The challenge with applying the belt-and-suspenders approach in the past has been the cost of production and the burden of delivery of first-generation monoclonal antibodies. Initially, the therapies could be administered only intravenously, in a clinical setting, over a period of hours. To be effective, the dose needed to be delivered shortly after symptoms appeared and before severe illness set in. Between the high costs and the extra administrative demand placed on overburdened health-care systems, this treatment option simply could not have been applied broadly as a preventive tool. Instead, it was limited to the select few who could both afford and access the required facilities.
But now there is a new generation of antibody treatments that can be administered by injection in a nonclinical setting, at a cost of roughly $400 per gram (according to my conversations with Indian manufacturers of monoclonal antibodies). At that price, a single dose should cost no more than $500 (while still allowing room for profit). Admittedly, $500 is a relatively steep price if the treatment is used broadly as a means of prevention. Nonetheless, it is far lower than the thousands of dollars a single IV infusion costs, and it pales in comparison to the cost of caring for a person hospitalized with COVID-19. Either way, these treatments offer a compelling return on investment.
What we need now is the same kind of rapid mobilization that delivered safe and highly effective COVID-19 vaccines in record time. That feat was made possible by a coordinated effort between government, global pharmaceutical manufacturers, and health-care payers to streamline the supply chain, improve the speed of delivery, and ensure affordability and accessibility for all those potentially in need.
COVID-19 testing also should be made more accessible, especially in congregate living settings, but also for individuals in general. Antibody testing for those at high risk should become commonplace.

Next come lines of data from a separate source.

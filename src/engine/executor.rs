#![forbid(unsafe_code)]

//! Sequential line dispatch
//!
//! Each line is tried against the registry's rules in order until one
//! matches. The matching rule's hit count is incremented before its handler
//! runs; a failing handler stops the scan with that increment kept.

use crate::error::ScanError;
use crate::rules::{Rule, RuleRegistry};
use crate::scanner::ScanState;
use serde::Serialize;
use std::io::BufRead;

/// Summary of one scan session
#[derive(Debug, Clone, Copy, Default, PartialEq, Eq, Serialize)]
pub struct ScanReport {
    /// Number of lines read
    pub lines: usize,
    /// Number of lines some rule matched
    pub matched: usize,
}

impl ScanReport {
    /// Lines no rule matched
    pub fn unmatched(&self) -> usize {
        self.lines.saturating_sub(self.matched)
    }
}

/// Applies the first matching rule to a single line
///
/// Returns the rule that fired, or `None` when no rule matched.
///
/// # Errors
///
/// Returns `ScanError::Handler` if the rule's handler fails. The hit has
/// already been recorded at that point.
pub fn dispatch<'r, S: ScanState + 'static>(
    registry: &'r RuleRegistry<S>,
    state: &mut S,
    line: &str,
    line_number: usize,
) -> Result<Option<&'r Rule<S>>, ScanError> {
    let Some((rule, m)) = registry
        .iter()
        .find_map(|rule| rule.try_match(line, line_number).map(|m| (rule, m)))
    else {
        return Ok(None);
    };

    state.hits_mut().increment(rule.name().as_str());
    rule.apply(state, &m).map_err(|source| ScanError::Handler {
        rule: rule.name().to_string(),
        line: line_number,
        source,
    })?;
    Ok(Some(rule))
}

/// Scans `lines` in order with `registry`
///
/// # Errors
///
/// Returns the first handler failure; lines after it are not read.
pub fn run<S, I>(registry: &RuleRegistry<S>, state: &mut S, lines: I) -> Result<ScanReport, ScanError>
where
    S: ScanState + 'static,
    I: IntoIterator,
    I::Item: AsRef<str>,
{
    let mut report = ScanReport::default();

    for (index, line) in lines.into_iter().enumerate() {
        report.lines += 1;
        if dispatch(registry, state, line.as_ref(), index + 1)?.is_some() {
            report.matched += 1;
        }
    }

    tracing::debug!(lines = report.lines, matched = report.matched, "scan finished");
    Ok(report)
}

/// Scans every line of `reader`; `\n` and `\r\n` terminators are stripped
///
/// # Errors
///
/// Returns `ScanError::Io` if reading fails (including invalid UTF-8), or the
/// first handler failure.
pub fn run_reader<S, R>(registry: &RuleRegistry<S>, state: &mut S, reader: R) -> Result<ScanReport, ScanError>
where
    S: ScanState + 'static,
    R: BufRead,
{
    let mut report = ScanReport::default();

    for (index, line) in reader.lines().enumerate() {
        let line_number = index + 1;
        let line = line.map_err(|source| ScanError::Io {
            line: line_number,
            source,
        })?;
        report.lines += 1;
        if dispatch(registry, state, &line, line_number)?.is_some() {
            report.matched += 1;
        }
    }

    tracing::debug!(lines = report.lines, matched = report.matched, "scan finished");
    Ok(report)
}
#![forbid(unsafe_code)]

//! JSONL output formatter for machine-readable output
//!
//! Outputs one JSON object per line in a deterministic order:
//! 1. Record lines in scan order (when enabled)
//! 2. One hit line per rule, in registry order
//! 3. One status line

use crate::output::ScanSummary;
use crate::rules::RuleRegistry;
use serde::Serialize;
use std::collections::BTreeMap;

/// JSONL output formatter
pub struct JsonlFormatter {
    include_records: bool,
}

impl JsonlFormatter {
    /// Creates a new JsonlFormatter
    pub fn new() -> Self {
        Self {
            include_records: false,
        }
    }

    /// Also emit one line per captured record
    pub fn with_records(mut self, include_records: bool) -> Self {
        self.include_records = include_records;
        self
    }

    /// Format a scan summary as JSONL
    pub fn format_scan(&self, summary: &ScanSummary) -> String {
        let mut output = String::new();

        if self.include_records {
            for record in &summary.records {
                push_line(
                    &mut output,
                    &RecordLine {
                        record_type: "record",
                        rule: &record.rule,
                        line: record.line,
                        fields: &record.fields,
                    },
                );
            }
        }

        for (position, rule) in summary.rules.iter().enumerate() {
            push_line(
                &mut output,
                &HitLine {
                    record_type: "hit",
                    rule: &rule.rule,
                    position,
                    hits: rule.hits,
                },
            );
        }

        push_line(
            &mut output,
            &StatusLine {
                record_type: "status",
                scanner: &summary.scanner,
                lines: summary.report.lines,
                matched: summary.report.matched,
                total_hits: summary.rules.iter().map(|r| r.hits).sum(),
            },
        );

        output
    }

    /// Format the effective rule order as JSONL
    pub fn format_rules<S: 'static>(
        &self,
        scanner: &str,
        base_pattern: &str,
        registry: &RuleRegistry<S>,
    ) -> String {
        let mut output = String::new();
        for (position, rule) in registry.iter().enumerate() {
            push_line(
                &mut output,
                &RuleLine {
                    record_type: "rule",
                    scanner,
                    position,
                    rule: rule.name().as_str(),
                    pattern: rule.pattern().as_str(),
                    base_pattern,
                },
            );
        }
        output
    }
}

impl Default for JsonlFormatter {
    fn default() -> Self {
        Self::new()
    }
}

fn push_line<T: Serialize>(output: &mut String, value: &T) {
    if let Ok(json) = serde_json::to_string(value) {
        output.push_str(&json);
        output.push('\n');
    }
}

#[derive(Debug, Serialize)]
struct RecordLine<'a> {
    #[serde(rename = "type")]
    record_type: &'static str,
    rule: &'a str,
    line: usize,
    fields: &'a BTreeMap<String, Option<String>>,
}

#[derive(Debug, Serialize)]
struct HitLine<'a> {
    #[serde(rename = "type")]
    record_type: &'static str,
    rule: &'a str,
    position: usize,
    hits: u64,
}

#[derive(Debug, Serialize)]
struct StatusLine<'a> {
    #[serde(rename = "type")]
    record_type: &'static str,
    scanner: &'a str,
    lines: usize,
    matched: usize,
    total_hits: u64,
}

#[derive(Debug, Serialize)]
struct RuleLine<'a> {
    #[serde(rename = "type")]
    record_type: &'static str,
    scanner: &'a str,
    position: usize,
    rule: &'a str,
    pattern: &'a str,
    base_pattern: &'a str,
}
//! Error types for linescan
//!
//! Errors are grouped by the phase that raises them: registry construction
//! (once per scanner type), scanning (once per run), and rule file loading.

use std::path::PathBuf;

/// Errors raised while building a scanner's rule registry
#[derive(Debug, thiserror::Error)]
pub enum RegistryError {
    /// The composed `base + ".*" + body` pattern is not a valid regex
    #[error("Failed to compile pattern for rule '{rule}' ({pattern}): {source}")]
    PatternCompile {
        rule: String,
        pattern: String,
        #[source]
        source: regex::Error,
    },

    /// The same rule key was declared twice on one scanner type
    #[error("Rule '{rule}' is declared more than once on {owner}")]
    DuplicateDeclaration { rule: String, owner: String },

    /// Rule key is empty or contains invalid characters
    #[error("Invalid rule name: {0:?}")]
    InvalidRuleName(String),
}

/// Boxed error returned by user handlers
pub type BoxError = Box<dyn std::error::Error + Send + Sync + 'static>;

/// Errors raised while scanning lines
#[derive(Debug, thiserror::Error)]
pub enum ScanError {
    /// The scanner type's registry could not be built
    #[error(transparent)]
    Registry(#[from] RegistryError),

    /// A handler failed; scanning stopped at this line
    #[error("Handler for rule '{rule}' failed on line {line}: {source}")]
    Handler {
        rule: String,
        line: usize,
        #[source]
        source: BoxError,
    },

    /// Reading the line source failed
    #[error("I/O error reading line {line}: {source}")]
    Io {
        line: usize,
        #[source]
        source: std::io::Error,
    },
}

/// Rule file errors
#[derive(Debug, thiserror::Error)]
pub enum ConfigError {
    /// Rule file could not be read
    #[error("Failed to read {path}: {source}")]
    Io {
        path: PathBuf,
        #[source]
        source: std::io::Error,
    },

    /// Rule file is not valid TOML or does not fit the schema
    #[error("Failed to parse {path}: {source}")]
    Parse {
        path: PathBuf,
        #[source]
        source: toml::de::Error,
    },

    /// `extends` chain loops back on itself
    #[error("Cyclic extends chain: {}", display_chain(.0))]
    ExtendsCycle(Vec<PathBuf>),

    /// Rules in the file could not be compiled
    #[error("Invalid rules in {path}: {source}")]
    Registry {
        path: PathBuf,
        #[source]
        source: RegistryError,
    },
}

fn display_chain(chain: &[PathBuf]) -> String {
    chain
        .iter()
        .map(|p| p.display().to_string())
        .collect::<Vec<_>>()
        .join(" -> ")
}

/// Top-level error type for linescan
#[derive(Debug, thiserror::Error)]
pub enum LinescanError {
    /// Registry error
    #[error("Registry error: {0}")]
    Registry(#[from] RegistryError),

    /// Scan error
    #[error("Scan error: {0}")]
    Scan(#[from] ScanError),

    /// Rule file error
    #[error("Configuration error: {0}")]
    Config(#[from] ConfigError),

    /// I/O error
    #[error("I/O error: {0}")]
    Io(#[from] std::io::Error),
}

Omicron’s emergence demonstrates that SARS-CoV-2 still has many tricks up its sleeve, the likes of which we may not even be able to imagine. Early tests suggest that monoclonal antibodies are holding up against the new variant. This is promising news, as is the news that the White House will create monoclonal antibody strike teams to administer the lifesaving treatment. While sartorial observers counsel against wearing a belt and suspenders together, public health calls for precisely such an approach.